Let’s be clear. Any attempt to adapt a television series for the big screen is inherently an effort to wring an influx of cash out of an often-dormant property, leveraging name recognition in the hopes that it will translate into solid box office. Rarely is such a move inspired by any real necessity or sharp creative vision, and perhaps this overt disinterest in reviving a beloved show with an infusion of fresh ideas is why we have far more films like Bewitched and Lost in Space and far fewer like Mission: Impossible and The Addams Family, both of which reinvigorated their respective franchises decades after the shows went off the air.
One approach that filmmakers have routinely taken in recent years is to apply a comedic lens to properties like Starsky and Hutch and 21 Jump Street. CHIPS – the latest film based on a popular TV series – takes a similar route. The original series may have incorporated some light, character-based humor into its weekly plotlines, but the film adaptation takes this much further, rejiggering the 1977-1983 NBC drama as a buddy action comedy in very much the same vein as 21 Jump Street. However, while it aims for a similarly absurd tone as that film, CHIPS ends up feeling more like a second-rate Lethal Weapon knockoff.

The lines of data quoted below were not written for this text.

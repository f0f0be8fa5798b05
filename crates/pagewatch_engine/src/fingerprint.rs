use md5::{Digest, Md5};
use pagewatch_core::{Fingerprint, FINGERPRINT_LEN};

use crate::extract::{normalize, Region};
use crate::PageSnapshot;

/// Result of fingerprinting one snapshot.
#[derive(Debug, Clone, PartialEq, Eq)]
pub enum ContentDigest {
    Fingerprint {
        fingerprint: Fingerprint,
        region: Region,
    },
    /// Nothing was fetched, or the page had no content.
    Empty,
}

impl ContentDigest {
    pub fn fingerprint(&self) -> Option<Fingerprint> {
        match self {
            ContentDigest::Fingerprint { fingerprint, .. } => Some(*fingerprint),
            ContentDigest::Empty => None,
        }
    }
}

#[derive(Debug, Default, Clone, Copy)]
pub struct ContentFingerprinter;

impl ContentFingerprinter {
    pub fn fingerprint(&self, snapshot: Option<&PageSnapshot>) -> ContentDigest {
        let Some(snapshot) = snapshot else {
            return ContentDigest::Empty;
        };
        if snapshot.text.trim().is_empty() {
            return ContentDigest::Empty;
        }
        let normalized = normalize(&snapshot.text);
        ContentDigest::Fingerprint {
            fingerprint: digest_text(&normalized.text),
            region: normalized.region,
        }
    }
}

/// MD5 of the UTF-8 bytes. Change detection only; not an integrity check.
pub fn digest_text(text: &str) -> Fingerprint {
    let mut hasher = Md5::new();
    hasher.update(text.as_bytes());
    let digest = hasher.finalize();
    let mut bytes = [0u8; FINGERPRINT_LEN];
    bytes.copy_from_slice(&digest);
    Fingerprint::from_bytes(bytes)
}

The film marks the third directorial effort for Dax Shepard, who also wrote the screenplay and stars as rookie California Highway Patrol officer Jon Baker. Dealing with a slew of chronic injuries and an ailing marriage, Baker winds up partnered with Frank “Ponch” Poncherello (Michael Peña), an FBI agent who has infiltrated the CHP to flush out a band of corrupt cops. Along the way, hilarity (presumably) ensues, and the pair overcome their differences to pursue the truth and solve the case together. That’s the plot in a nutshell, but CHIPS throws in a a parade of running gags and a steady stream of crass humor to keep audiences from realizing that the film brings little new to either the buddy cop genre or the concept of how to adapt a TV show to film in general.

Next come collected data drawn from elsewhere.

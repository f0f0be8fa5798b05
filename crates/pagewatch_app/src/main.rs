mod config;

use std::process::ExitCode;

use anyhow::Context;
use chrono::Local;
use clap::Parser;
use pagewatch_core::{MonitorKey, RunOutcome};
use pagewatch_engine::{
    CheckReport, CheckRunner, FileStateStore, Fetcher, HttpFetcher, RenderingFetcher,
    TelegramNotifier,
};
use pagewatch_logging::{level_for_verbosity, watch_error, watch_info};

use config::{Cli, FetcherConfig, MonitorConfig};

const EXIT_ABORTED: u8 = 1;
const EXIT_CONFIG: u8 = 2;

fn main() -> ExitCode {
    let cli = Cli::parse();
    pagewatch_logging::initialize(cli.log_destination(), level_for_verbosity(cli.verbose));

    status("Checking website");

    let config = match cli.validate() {
        Ok(config) => config,
        Err(err) => {
            watch_error!("ERROR: {}", err);
            return ExitCode::from(EXIT_CONFIG);
        }
    };

    match run(config) {
        Ok(code) => code,
        Err(err) => {
            watch_error!("{:#}", err);
            ExitCode::from(EXIT_ABORTED)
        }
    }
}

fn run(config: MonitorConfig) -> anyhow::Result<ExitCode> {
    let MonitorConfig {
        target_url,
        state,
        fetcher,
        policy,
        telegram,
    } = config;

    let store = FileStateStore::new(state);
    let key = MonitorKey::from_url(&target_url);
    // Held until the run ends so overlapping invocations cannot interleave.
    let _lock = match store.try_lock(&key) {
        Ok(lock) => lock,
        Err(err) => {
            watch_error!("Not checking {}: {}", target_url, err);
            return Ok(ExitCode::from(EXIT_ABORTED));
        }
    };

    let fetcher: Box<dyn Fetcher> = match fetcher {
        FetcherConfig::Http(settings) => Box::new(HttpFetcher::new(settings)),
        FetcherConfig::Rendered(settings) => Box::new(RenderingFetcher::new(settings)),
    };

    let runtime = tokio::runtime::Builder::new_current_thread()
        .enable_all()
        .build()
        .context("starting async runtime")?;

    let report = runtime.block_on(async {
        let notifier = TelegramNotifier::new(telegram).context("building notifier")?;
        watch_info!("Monitoring {} (state slot {})", target_url, key);
        let report = CheckRunner::new(fetcher.as_ref(), &notifier, &store)
            .with_policy(policy)
            .run(&target_url)
            .await;
        anyhow::Ok(report)
    })?;

    status(&summary(&report));
    Ok(match report.outcome {
        RunOutcome::StateUnavailable => ExitCode::from(EXIT_ABORTED),
        _ => ExitCode::SUCCESS,
    })
}

fn summary(report: &CheckReport) -> String {
    let headline = match report.outcome {
        RunOutcome::Baselined => "First run - baseline saved",
        RunOutcome::Unchanged => "No changes detected",
        RunOutcome::ChangeNotified => "Website has changed - operator notified",
        RunOutcome::ChangeUndelivered => "Website has changed - notification failed, will retry",
        RunOutcome::FetchFailed => "Failed to fetch website content, stopping check",
        RunOutcome::StateUnavailable => "Stored state unreadable, stopping check",
    };
    format!(
        "{headline} (notifications sent: {}, failed: {}, state saved: {})",
        report.notifications_sent,
        report.notifications_failed,
        if report.committed { "yes" } else { "no" }
    )
}

fn status(line: &str) {
    println!("[{}] {}", Local::now().format("%Y-%m-%d %H:%M:%S"), line);
}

The movie’s over-reliance on jokes centering on addiction, homophobia and specific sex acts – the last of which even serves as the film’s final gag, for some reason – could have worked if CHIPS had recognized just how outdated its sensibility really is. With all the trappings of an early-1990s guilty pleasure, CHIPS might have been more successful if it had leaned into being a parody of this era of buddy cop films or provide some biting social commentary about it all. Alas, the film isn’t self-aware or smart enough to bring that all together, and instead, audiences are left with a hodgepodge of clichés and cameos that ultimately don’t amount to much more than a wholly forgettable trip to the theater. Crass doesn’t necessarily equal funny, a truth that CHIPS fails to understand from the start.
Hands down, Peña is the best thing in the film. Fans of the Marvel Cinematic Universe will recall that the actor was one of the standout elements in the studio’s Ant-Man a couple years back, and he brings a similar energy and charisma to Ponch. Though Shepard does his signature good-hearted doofus routine well, CHIPS wisely leaves most of the heavy lifting on Peña’s shoulders. Even when viewers can see the punchline coming a mile away (which is often), the actor manages to elevate the moment and make the most of each setup. Sadly, gifted performers like Vincent D’Onofrio, Kristen Bell (Shepard’s real-life and onscreen wife here) and Jane Kaczmarek don’t fare as well, saddled as they are with one-note characters and limited opportunity to develop them.
In the end, CHIPS functions as a kind of origin story for the close-knit partners Baker and Ponch would eventually become on the series. Shepard and Peña – both of whom also produce the film, along with the show’s creator Rick Rosner – clearly hope that this will grow into a franchise, but despite a willing cast, the script is far too formulaic to make much of a lasting impression. As a crass cop comedy, CHIPS isn’t distinctive or funny enough to become a cult classic like Super Troopers. Moreover, the film doesn’t offer a decisive vision of its source material that will appeal to either those who hold the show dear or younger moviegoers who may not realize this is an adaptation in the first place. Likely, viewers will stumble out of the darkened theaters wondering who exactly CHIPS was made for anyway, a question the film itself doesn’t seem to have an answer to.
A blatant attempt to apply the winning 21 Jump Street formula to another television property, CHIPS instead winds up a standard hard-R action comedy that audiences will probably forget by the time they leave the theater.